§ WHAT TO DO:
Pull out each line of the records holding the string "CookieRequest".

(DATA TO USE begins)

//! # Command Server Engine
//!
//! Accepts client commands, validates their cookie with the cookie server,
//! and sends the correlated result back to the client.
//!
//! Command intake never blocks on verification: the command is parked in the
//! [`PendingStore`] under a fresh correlation token, the verification request
//! goes out, and the loop returns to servicing traffic. When the matching
//! verification response arrives the parked command is resolved by token and
//! answered at its captured source address. The command's semantic payload is
//! never interpreted here; "execution" is a log-level side effect.

use std::net::SocketAddr;

use tracing::{debug, info};

use crate::config::CommandServerConfig;
use crate::core::codec::decode;
use crate::core::message::{CommandResponse, Message};
use crate::error::constants::{ERR_BAD_COOKIE, MSG_COMMAND_EXECUTED};
use crate::error::{CpError, Result};
use crate::protocol::pending::PendingStore;
use crate::protocol::PENDING_CAPACITY;
use crate::transport::{ProtoId, Transport};

/// One command server instance, sole owner of its [`PendingStore`].
pub struct CommandServer<T: Transport> {
    transport: T,
    cookie_server: SocketAddr,
    pending: PendingStore,
}

impl<T: Transport> CommandServer<T> {
    pub fn new(transport: T, cookie_server: SocketAddr) -> Self {
        Self {
            transport,
            cookie_server,
            pending: PendingStore::new(PENDING_CAPACITY),
        }
    }

    /// Build a server from a parsed [`CommandServerConfig`] section.
    pub fn from_config(transport: T, config: &CommandServerConfig) -> Result<Self> {
        let cookie_server = config.cookie_server_addr.parse().map_err(|_| {
            CpError::Config(format!(
                "command_server.cookie_server_addr: invalid socket address {:?}",
                config.cookie_server_addr
            ))
        })?;
        Ok(Self {
            transport,
            cookie_server,
            pending: PendingStore::new(config.pending_capacity),
        })
    }

    /// Number of commands currently awaiting verification.
    pub fn pending_len(&self) -> usize {
        self.pending.len()
    }

    /// Service inbound datagrams forever.
    pub async fn run(&mut self) -> Result<()> {
        loop {
            self.poll().await?;
        }
    }

    /// Receive and handle exactly one datagram.
    pub async fn poll(&mut self) -> Result<()> {
        let datagram = self.transport.recv(None).await?;
        if datagram.proto != ProtoId::CP {
            return Ok(());
        }
        let message = match decode(&datagram.payload) {
            Ok(message) => message,
            Err(e) => {
                debug!(source = %datagram.source, error = %e, "discarding datagram");
                return Ok(());
            }
        };

        match message {
            Message::Command(command) => {
                let cookie = command.cookie;
                let token = self.pending.insert(command, datagram.source);
                debug!(token, cookie, client = %datagram.source, "command pending verification");

                let request = Message::CookieVerificationRequest { id: token, cookie };
                self.transport
                    .send(request.encode()?, self.cookie_server)
                    .await?;
            }
            Message::CookieVerificationResponse { id, success } => {
                let Some(pending) = self.pending.remove(id) else {
                    debug!(token = id, "verification response with no pending command");
                    return Ok(());
                };

                let reply = if success {
                    info!(
                        command = %pending.command.command,
                        message = %pending.command.message,
                        client = %pending.source,
                        "executing command"
                    );
                    CommandResponse {
                        id: pending.command.id,
                        success: true,
                        message: MSG_COMMAND_EXECUTED.to_string(),
                    }
                } else {
                    debug!(token = id, client = %pending.source, "cookie rejected");
                    CommandResponse {
                        id: pending.command.id,
                        success: false,
                        message: ERR_BAD_COOKIE.to_string(),
                    }
                };
                self.transport
                    .send(Message::CommandResponse(reply).encode()?, pending.source)
                    .await?;
            }
            other => {
                debug!(?other, "variant not handled by command server");
            }
        }
        Ok(())
    }
}
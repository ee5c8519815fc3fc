//! # Pending Command Store
//!
//! Commands the command server is holding between sending a cookie
//! verification request and receiving the matching response.
//!
//! Entries are keyed by a server-generated correlation token that rides
//! inside the verification request/response pair, so a response always
//! resolves the command that produced it; position in a queue carries no
//! meaning. Insertion order is still tracked for capacity eviction: when the
//! store is full the oldest live entry is dropped, bounding growth when the
//! cookie server stops answering.

use std::collections::{HashMap, VecDeque};
use std::net::SocketAddr;

use tracing::warn;

use crate::core::message::Command;
use crate::protocol::PENDING_CAPACITY;

/// A command awaiting verification, plus the address its eventual
/// [`CommandResponse`](crate::core::message::CommandResponse) goes back to.
#[derive(Debug, Clone)]
pub struct PendingCommand {
    pub command: Command,
    pub source: SocketAddr,
}

/// Correlation-token-keyed holding area, owned by one command server engine.
#[derive(Debug)]
pub struct PendingStore {
    entries: HashMap<u16, PendingCommand>,
    insertion_order: VecDeque<u16>,
    next_token: u16,
    capacity: usize,
}

impl PendingStore {
    /// Tokens restart at 1 after wrapping; 0 is never issued, which keeps the
    /// token space disjoint from the client id space's restart value.
    ///
    /// A capacity below 1 is clamped to 1: an inserted command must be
    /// holdable until its verification resolves.
    pub fn new(capacity: usize) -> Self {
        Self {
            entries: HashMap::new(),
            insertion_order: VecDeque::new(),
            next_token: 1,
            capacity: capacity.max(1),
        }
    }

    /// Record a command and return the correlation token to carry in the
    /// verification request. Evicts the oldest entry when full.
    pub fn insert(&mut self, command: Command, source: SocketAddr) -> u16 {
        while self.entries.len() >= self.capacity {
            match self.insertion_order.pop_front() {
                Some(token) => {
                    // Stale tokens (already resolved) are skipped silently.
                    if self.entries.remove(&token).is_some() {
                        warn!(token, "pending store full, evicted oldest command");
                    }
                }
                None => break,
            }
        }

        let token = self.next_token;
        self.next_token = match self.next_token.wrapping_add(1) {
            0 => 1,
            next => next,
        };

        self.entries
            .insert(token, PendingCommand { command, source });
        self.insertion_order.push_back(token);
        token
    }

    /// Resolve a verification response. `None` means the token is unknown
    /// (already resolved, evicted, or never issued) and the caller does
    /// nothing.
    pub fn remove(&mut self, token: u16) -> Option<PendingCommand> {
        self.entries.remove(&token)
    }

    pub fn len(&self) -> usize {
        self.entries.len()
    }

    pub fn is_empty(&self) -> bool {
        self.entries.is_empty()
    }
}

impl Default for PendingStore {
    fn default() -> Self {
        Self::new(PENDING_CAPACITY)
    }
}
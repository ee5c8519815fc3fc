//! End-to-end engine tests over the in-process hub transport.

#![allow(clippy::unwrap_used, clippy::expect_used, clippy::panic)]

use std::time::{Duration, Instant};

use bytes::Bytes;

use cp_protocol::core::codec::decode;
use cp_protocol::core::message::{CommandResponse, Message};
use cp_protocol::error::CpError;
use cp_protocol::protocol::cookie_store::CookieStore;
use cp_protocol::transport::memory::{MemoryHub, MemoryTransport};
use cp_protocol::transport::{ProtoId, Transport};
use cp_protocol::{CommandServer, CookieServer, CpClient};

/// Per-attempt timeout kept short so the retry tests stay fast. The engine
/// treats it as an opaque constant.
const FAST_ATTEMPT: Duration = Duration::from_millis(200);

/// Route engine tracing to the test writer so `--nocapture` shows the
/// per-attempt decisions alongside assertion failures.
fn init_tracing() {
    static INIT: std::sync::Once = std::sync::Once::new();
    INIT.call_once(|| {
        let _ = tracing_subscriber::fmt()
            .with_max_level(tracing::Level::DEBUG)
            .with_test_writer()
            .try_init();
    });
}

struct Harness {
    hub: MemoryHub,
    cookie_addr: std::net::SocketAddr,
    command_addr: std::net::SocketAddr,
    tasks: Vec<tokio::task::JoinHandle<()>>,
}

impl Harness {
    /// Spin up a cookie server and command server wired together.
    fn start(store: CookieStore) -> Self {
        init_tracing();
        let hub = MemoryHub::new();

        let cookie_transport = hub.bind(ProtoId::CP);
        let cookie_addr = cookie_transport.local_addr();
        let command_transport = hub.bind(ProtoId::CP);
        let command_addr = command_transport.local_addr();

        let mut cookie_server = CookieServer::with_store(cookie_transport, store);
        let mut command_server = CommandServer::new(command_transport, cookie_addr);

        let tasks = vec![
            tokio::spawn(async move {
                let _ = cookie_server.run().await;
            }),
            tokio::spawn(async move {
                let _ = command_server.run().await;
            }),
        ];

        Self {
            hub,
            cookie_addr,
            command_addr,
            tasks,
        }
    }

    fn client(&self) -> CpClient<MemoryTransport> {
        CpClient::new(self.hub.bind(ProtoId::CP), self.command_addr, self.cookie_addr)
            .with_timing(FAST_ATTEMPT, 3)
    }
}

impl Drop for Harness {
    fn drop(&mut self) {
        for task in &self.tasks {
            task.abort();
        }
    }
}

#[tokio::test]
async fn full_two_hop_scenario_succeeds() {
    let harness = Harness::start(CookieStore::new());
    let mut client = harness.client();

    // No cookie yet: send runs the acquisition round trip first.
    assert!(client.cookie().is_none());
    let id = client.send("status").await.unwrap();
    assert_eq!(id, 0);
    assert!(client.cookie().is_some());

    let reply = client.receive().await.unwrap();
    assert_eq!(reply, "command executed");
}

#[tokio::test]
async fn ids_stay_monotonic_and_correlated_across_commands() {
    let harness = Harness::start(CookieStore::new());
    let mut client = harness.client();

    for expected_id in 0..3u16 {
        let id = client.send("print hello").await.unwrap();
        assert_eq!(id, expected_id);
        assert_eq!(client.receive().await.unwrap(), "command executed");
    }
}

#[tokio::test]
async fn silent_command_server_raises_server_timeout() {
    let harness = Harness::start(CookieStore::new());
    let hub = &harness.hub;

    // Real cookie server, but commands go to an address nobody answers.
    let mut client = CpClient::new(hub.bind(ProtoId::CP), hub.black_hole(), harness.cookie_addr)
        .with_timing(FAST_ATTEMPT, 3);
    client.send("status").await.unwrap();

    let started = Instant::now();
    let outcome = client.receive().await;
    let elapsed = started.elapsed();

    assert!(matches!(outcome, Err(CpError::ServerTimeout { attempts: 3 })));
    // Three full attempt windows must elapse, and not meaningfully more.
    assert!(elapsed >= FAST_ATTEMPT * 3, "returned early: {elapsed:?}");
    assert!(elapsed < FAST_ATTEMPT * 6, "returned late: {elapsed:?}");
}

#[tokio::test]
async fn silent_cookie_server_fails_acquisition() {
    init_tracing();
    let hub = MemoryHub::new();
    let mut client = CpClient::new(hub.bind(ProtoId::CP), hub.black_hole(), hub.black_hole())
        .with_timing(FAST_ATTEMPT, 3);

    let outcome = client.send("status").await;
    assert!(matches!(outcome, Err(CpError::CookieAcquisitionFailed(_))));
    assert!(client.cookie().is_none());
}

#[tokio::test]
async fn full_cookie_store_rejects_acquisition() {
    // Zero-capacity store: every issue request is rejected with a reason.
    let harness = Harness::start(CookieStore::with_settings(Duration::from_secs(60), 0));
    let mut client = harness.client();

    match client.send("status").await {
        Err(CpError::CookieAcquisitionFailed(reason)) => assert_eq!(reason, "server full"),
        other => panic!("expected rejection, got {other:?}"),
    }
}

#[tokio::test]
async fn expired_cookie_is_rejected_by_verification() {
    let ttl = Duration::from_millis(50);
    let harness = Harness::start(CookieStore::with_settings(ttl, 20));
    let mut client = harness.client();

    client.request_cookie().await.unwrap();
    tokio::time::sleep(ttl + Duration::from_millis(30)).await;

    client.send("status").await.unwrap();
    match client.receive().await {
        Err(CpError::CommandRejected(reason)) => {
            assert_eq!(reason, "invalid or expired cookie");
        }
        other => panic!("expected rejection, got {other:?}"),
    }
}

#[tokio::test]
async fn receive_without_send_is_a_sequence_error() {
    init_tracing();
    let hub = MemoryHub::new();
    let mut client = CpClient::new(hub.bind(ProtoId::CP), hub.black_hole(), hub.black_hole());

    assert!(matches!(
        client.receive().await,
        Err(CpError::ProtocolSequence)
    ));
}

#[tokio::test]
async fn stray_traffic_consumes_attempts_without_extending_the_deadline() {
    init_tracing();
    let hub = MemoryHub::new();
    let stray = hub.bind(ProtoId(0x7F));
    let cookie_transport = hub.bind(ProtoId::CP);
    let cookie_addr = cookie_transport.local_addr();
    let mut cookie_server = CookieServer::new(cookie_transport);
    let server = tokio::spawn(async move {
        let _ = cookie_server.run().await;
    });

    let client_transport = hub.bind(ProtoId::CP);
    let client_addr = client_transport.local_addr();
    let mut client = CpClient::new(client_transport, hub.black_hole(), cookie_addr)
        .with_timing(FAST_ATTEMPT, 3);
    client.send("status").await.unwrap();

    // Three foreign-protocol datagrams are already queued; each burns one
    // attempt, so receive fails without ever waiting out a timeout window.
    for _ in 0..3 {
        stray.send(Bytes::from_static(b"noise"), client_addr).await.unwrap();
    }

    let started = Instant::now();
    let outcome = client.receive().await;

    assert!(matches!(outcome, Err(CpError::ServerTimeout { .. })));
    assert!(started.elapsed() < FAST_ATTEMPT, "stray traffic extended the deadline");
    server.abort();
}

#[tokio::test]
async fn mismatched_id_is_discarded_and_the_real_reply_accepted() {
    init_tracing();
    let hub = MemoryHub::new();
    let cookie_transport = hub.bind(ProtoId::CP);
    let cookie_addr = cookie_transport.local_addr();
    let mut cookie_server = CookieServer::new(cookie_transport);
    let cookie_task = tokio::spawn(async move {
        let _ = cookie_server.run().await;
    });

    // Hand-rolled command server: answers once with the wrong id, then with
    // the right one.
    let fake_transport = hub.bind(ProtoId::CP);
    let fake_addr = fake_transport.local_addr();
    let fake_task = tokio::spawn(async move {
        let datagram = fake_transport.recv(None).await.unwrap();
        let Ok(Message::Command(command)) = decode(&datagram.payload) else {
            panic!("expected a command");
        };

        for id in [command.id.wrapping_add(1), command.id] {
            let reply = Message::CommandResponse(CommandResponse {
                id,
                success: true,
                message: String::new(),
            });
            fake_transport
                .send(reply.encode().unwrap(), datagram.source)
                .await
                .unwrap();
        }
    });

    let mut client = CpClient::new(hub.bind(ProtoId::CP), fake_addr, cookie_addr)
        .with_timing(FAST_ATTEMPT, 3);
    client.send("status").await.unwrap();

    // The empty payload on the accepted reply is defaulted to the success
    // marker.
    assert_eq!(client.receive().await.unwrap(), "ok");

    fake_task.await.unwrap();
    cookie_task.abort();
}

#[tokio::test]
async fn renewing_a_cookie_invalidates_the_previous_one() {
    let harness = Harness::start(CookieStore::new());
    let mut client = harness.client();

    client.request_cookie().await.unwrap();
    let first = client.cookie().unwrap();

    client.request_cookie().await.unwrap();
    let second = client.cookie().unwrap();
    assert_ne!(first, second);

    // A command presented under the fresh cookie still verifies.
    client.send("status").await.unwrap();
    assert_eq!(client.receive().await.unwrap(), "command executed");
}
//! # Protocol Messages
//!
//! The closed set of CP message variants and their wire encoding.
//!
//! Every message shares the two-token envelope `cp <variant-header>`. The
//! variant header selects the parser on decode; the remaining tokens are the
//! variant's fields in a fixed order (see [`crate::core`] for the grammar).
//!
//! Encoding is deterministic and injective per variant as long as free-text
//! fields are single-spaced, which [`Message::encode`] enforces.

use bytes::Bytes;

use crate::core::checksum::region_crc32;
use crate::error::{CpError, Result};

/// Shared envelope token identifying a payload as CP traffic.
pub const ENVELOPE: &str = "cp";

pub(crate) const HDR_COOKIE_REQUEST: &str = "cookie_request";
pub(crate) const HDR_COOKIE_RESPONSE: &str = "cookie_response";
pub(crate) const HDR_COMMAND: &str = "command";
pub(crate) const HDR_COMMAND_RESPONSE: &str = "command_response";
pub(crate) const HDR_VERIFICATION_REQUEST: &str = "cookie_verification_request";
pub(crate) const HDR_VERIFICATION_RESPONSE: &str = "cookie_verification_response";

/// A client command in flight to the command server.
///
/// `length` and `checksum` are wire-only: the declared length is always the
/// byte length of `message` and the checksum is recomputed on encode, so
/// neither is stored here.
#[derive(Debug, Clone, PartialEq, Eq)]
pub struct Command {
    /// Client-chosen correlation id, monotonic within a session.
    pub id: u16,
    /// Session cookie presented for verification.
    pub cookie: i32,
    /// Command keyword, a single whitespace-free token.
    pub command: String,
    /// Optional free-text argument (single-spaced, possibly empty).
    pub message: String,
}

/// The command server's reply to a [`Command`], echoing its `id`.
#[derive(Debug, Clone, PartialEq, Eq)]
pub struct CommandResponse {
    pub id: u16,
    pub success: bool,
    /// Reply text (single-spaced, possibly empty).
    pub message: String,
}

/// A decoded CP message.
#[derive(Debug, Clone, PartialEq, Eq)]
pub enum Message {
    /// Client → cookie server: request a fresh session cookie.
    CookieRequest,
    /// Cookie server → client: the issued cookie value as text, or a
    /// rejection reason.
    CookieResponse { success: bool, payload: String },
    /// Client → command server.
    Command(Command),
    /// Command server → client.
    CommandResponse(CommandResponse),
    /// Command server → cookie server: verify a presented cookie. `id` is
    /// the command server's correlation token, echoed back in the response.
    CookieVerificationRequest { id: u16, cookie: i32 },
    /// Cookie server → command server.
    CookieVerificationResponse { id: u16, success: bool },
}

impl Message {
    /// Serialize to wire bytes: envelope, fields in documented order, and a
    /// trailing checksum where the variant carries one.
    ///
    /// Fails with [`CpError::UnencodableText`] if a token or free-text field
    /// contains whitespace the wire format cannot round-trip.
    pub fn encode(&self) -> Result<Bytes> {
        let body = match self {
            Message::CookieRequest => HDR_COOKIE_REQUEST.to_string(),
            Message::CookieResponse { success, payload } => {
                validate_text(payload)?;
                if payload.is_empty() {
                    return Err(CpError::UnencodableText(
                        "cookie response payload must not be empty".into(),
                    ));
                }
                format!("{HDR_COOKIE_RESPONSE} {} {payload}", flag(*success))
            }
            Message::Command(cmd) => {
                validate_token(&cmd.command)?;
                validate_text(&cmd.message)?;
                let region = if cmd.message.is_empty() {
                    format!("{HDR_COMMAND} {} {} 0 {}", cmd.id, cmd.cookie, cmd.command)
                } else {
                    format!(
                        "{HDR_COMMAND} {} {} {} {} {}",
                        cmd.id,
                        cmd.cookie,
                        cmd.message.len(),
                        cmd.command,
                        cmd.message
                    )
                };
                with_checksum(region)
            }
            Message::CommandResponse(res) => {
                validate_text(&res.message)?;
                let region = if res.message.is_empty() {
                    format!("{HDR_COMMAND_RESPONSE} {} {} 0", res.id, flag(res.success))
                } else {
                    format!(
                        "{HDR_COMMAND_RESPONSE} {} {} {} {}",
                        res.id,
                        flag(res.success),
                        res.message.len(),
                        res.message
                    )
                };
                with_checksum(region)
            }
            Message::CookieVerificationRequest { id, cookie } => {
                with_checksum(format!("{HDR_VERIFICATION_REQUEST} {id} {cookie}"))
            }
            Message::CookieVerificationResponse { id, success } => with_checksum(format!(
                "{HDR_VERIFICATION_RESPONSE} {id} {}",
                flag(*success)
            )),
        };

        Ok(Bytes::from(format!("{ENVELOPE} {body}")))
    }
}

fn with_checksum(region: String) -> String {
    let crc = region_crc32(&region);
    format!("{region} {crc}")
}

/// Wire spelling of a success flag.
pub(crate) fn flag(success: bool) -> &'static str {
    if success {
        "ok"
    } else {
        "error"
    }
}

/// A token field must be a single non-empty run of non-whitespace characters.
fn validate_token(token: &str) -> Result<()> {
    if token.is_empty() || token.chars().any(char::is_whitespace) {
        return Err(CpError::UnencodableText(format!(
            "token field must be one whitespace-free word, got {token:?}"
        )));
    }
    Ok(())
}

/// Free text rides the wire between single-space separators, so only
/// single-spaced text survives a round trip. Anything else is rejected here
/// rather than silently mangled.
fn validate_text(text: &str) -> Result<()> {
    let single_spaced = !text.contains("  ")
        && !text.chars().any(|c| c.is_whitespace() && c != ' ')
        && !text.starts_with(' ')
        && !text.ends_with(' ');
    if single_spaced {
        Ok(())
    } else {
        Err(CpError::UnencodableText(format!(
            "free-text field must be single-spaced, got {text:?}"
        )))
    }
}
//! CRC-32 integrity checking for the checksummed message variants.
//!
//! The checksum region is the wire text from the variant header through the
//! field immediately preceding the checksum token itself, joined by single
//! spaces. CRC-32 (IEEE polynomial) is computed over the UTF-8 bytes of that
//! region.

/// Compute the CRC-32 checksum of a wire-format region.
pub fn region_crc32(region: &str) -> u32 {
    let mut hasher = crc32fast::Hasher::new();
    hasher.update(region.as_bytes());
    hasher.finalize()
}
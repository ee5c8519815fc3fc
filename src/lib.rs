//! # cp-protocol
//!
//! A small application-layer datagram protocol ("CP") layering session
//! authentication and command execution over an unreliable transport.
//!
//! Three roles share one message grammar:
//! - a **client** that authenticates via a short-lived cookie and issues
//!   commands ([`protocol::client::CpClient`])
//! - a **cookie server** that issues and verifies cookies
//!   ([`protocol::cookie_server::CookieServer`])
//! - a **command server** that accepts commands, validates their cookie with
//!   the cookie server, and returns a correlated result
//!   ([`protocol::command_server::CommandServer`])
//!
//! The wire form is textual and checksummed (see [`core`]); the transport is
//! any unreliable datagram channel behind the [`transport::Transport`] seam,
//! UDP in production and an in-process hub in tests. Datagrams may be lost,
//! duplicated, or reordered; the client's id-echo check and bounded retry
//! loops are the recovery mechanism.
//!
//! ## Example
//! ```no_run
//! use cp_protocol::protocol::client::CpClient;
//! use cp_protocol::transport::udp::UdpTransport;
//! use cp_protocol::transport::ProtoId;
//!
//! #[tokio::main]
//! async fn main() -> cp_protocol::Result<()> {
//!     let transport = UdpTransport::bind("0.0.0.0:0".parse().unwrap(), ProtoId::CP).await?;
//!     let mut client = CpClient::new(
//!         transport,
//!         "127.0.0.1:2000".parse().unwrap(),
//!         "127.0.0.1:2001".parse().unwrap(),
//!     );
//!
//!     client.send("print hello").await?;
//!     let reply = client.receive().await?;
//!     println!("{reply}");
//!     Ok(())
//! }
//! ```

pub mod config;
pub mod core;
pub mod error;
pub mod protocol;
pub mod transport;

pub use crate::config::CpConfig;
pub use crate::core::message::Message;
pub use crate::error::{CpError, DecodeError, Result};
pub use crate::protocol::client::CpClient;
pub use crate::protocol::command_server::CommandServer;
pub use crate::protocol::cookie_server::CookieServer;
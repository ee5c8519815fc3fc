//! # Cookie Server Engine
//!
//! Issues session cookies to clients and answers verification requests from
//! command servers. One blocking receive per [`poll`](CookieServer::poll);
//! anything that fails to decode, or arrives under a foreign protocol id, is
//! discarded silently and the loop moves on.

use tracing::{debug, info, warn};

use crate::config::CookieServerConfig;
use crate::core::codec::decode;
use crate::core::message::Message;
use crate::error::Result;
use crate::protocol::cookie_store::{CookieStore, IssueOutcome};
use crate::transport::{ProtoId, Transport};

/// One cookie server instance, sole owner of its [`CookieStore`].
pub struct CookieServer<T: Transport> {
    transport: T,
    store: CookieStore,
}

impl<T: Transport> CookieServer<T> {
    pub fn new(transport: T) -> Self {
        Self::with_store(transport, CookieStore::new())
    }

    /// Use a pre-configured store (custom TTL/capacity).
    pub fn with_store(transport: T, store: CookieStore) -> Self {
        Self { transport, store }
    }

    /// Build a server from a parsed [`CookieServerConfig`] section.
    pub fn from_config(transport: T, config: &CookieServerConfig) -> Self {
        Self::with_store(
            transport,
            CookieStore::with_settings(config.cookie_ttl, config.store_capacity),
        )
    }

    pub fn store(&self) -> &CookieStore {
        &self.store
    }

    /// Service inbound datagrams forever.
    pub async fn run(&mut self) -> Result<()> {
        loop {
            self.poll().await?;
        }
    }

    /// Receive and handle exactly one datagram.
    pub async fn poll(&mut self) -> Result<()> {
        let datagram = self.transport.recv(None).await?;
        if datagram.proto != ProtoId::CP {
            return Ok(());
        }
        let message = match decode(&datagram.payload) {
            Ok(message) => message,
            Err(e) => {
                debug!(source = %datagram.source, error = %e, "discarding datagram");
                return Ok(());
            }
        };

        match message {
            Message::CookieRequest => {
                let reply = match self.store.issue(datagram.source) {
                    IssueOutcome::Issued(value) => {
                        info!(client = %datagram.source, "cookie issued");
                        Message::CookieResponse {
                            success: true,
                            payload: value.to_string(),
                        }
                    }
                    IssueOutcome::Rejected(reason) => {
                        warn!(client = %datagram.source, reason, "cookie request rejected");
                        Message::CookieResponse {
                            success: false,
                            payload: reason.to_string(),
                        }
                    }
                };
                self.transport.send(reply.encode()?, datagram.source).await?;
            }
            Message::CookieVerificationRequest { id, cookie } => {
                let success = self.store.verify(cookie);
                debug!(token = id, success, "cookie verification");
                // Addressed to the requester (the command server), not the
                // client the cookie was issued to.
                let reply = Message::CookieVerificationResponse { id, success };
                self.transport.send(reply.encode()?, datagram.source).await?;
            }
            other => {
                debug!(?other, "variant not handled by cookie server");
            }
        }
        Ok(())
    }
}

(DATA TO USE ends)

§ ANSWER:
    CookieRequest,
            Message::CookieRequest => HDR_COOKIE_REQUEST.to_string(),
            Message::CookieRequest => {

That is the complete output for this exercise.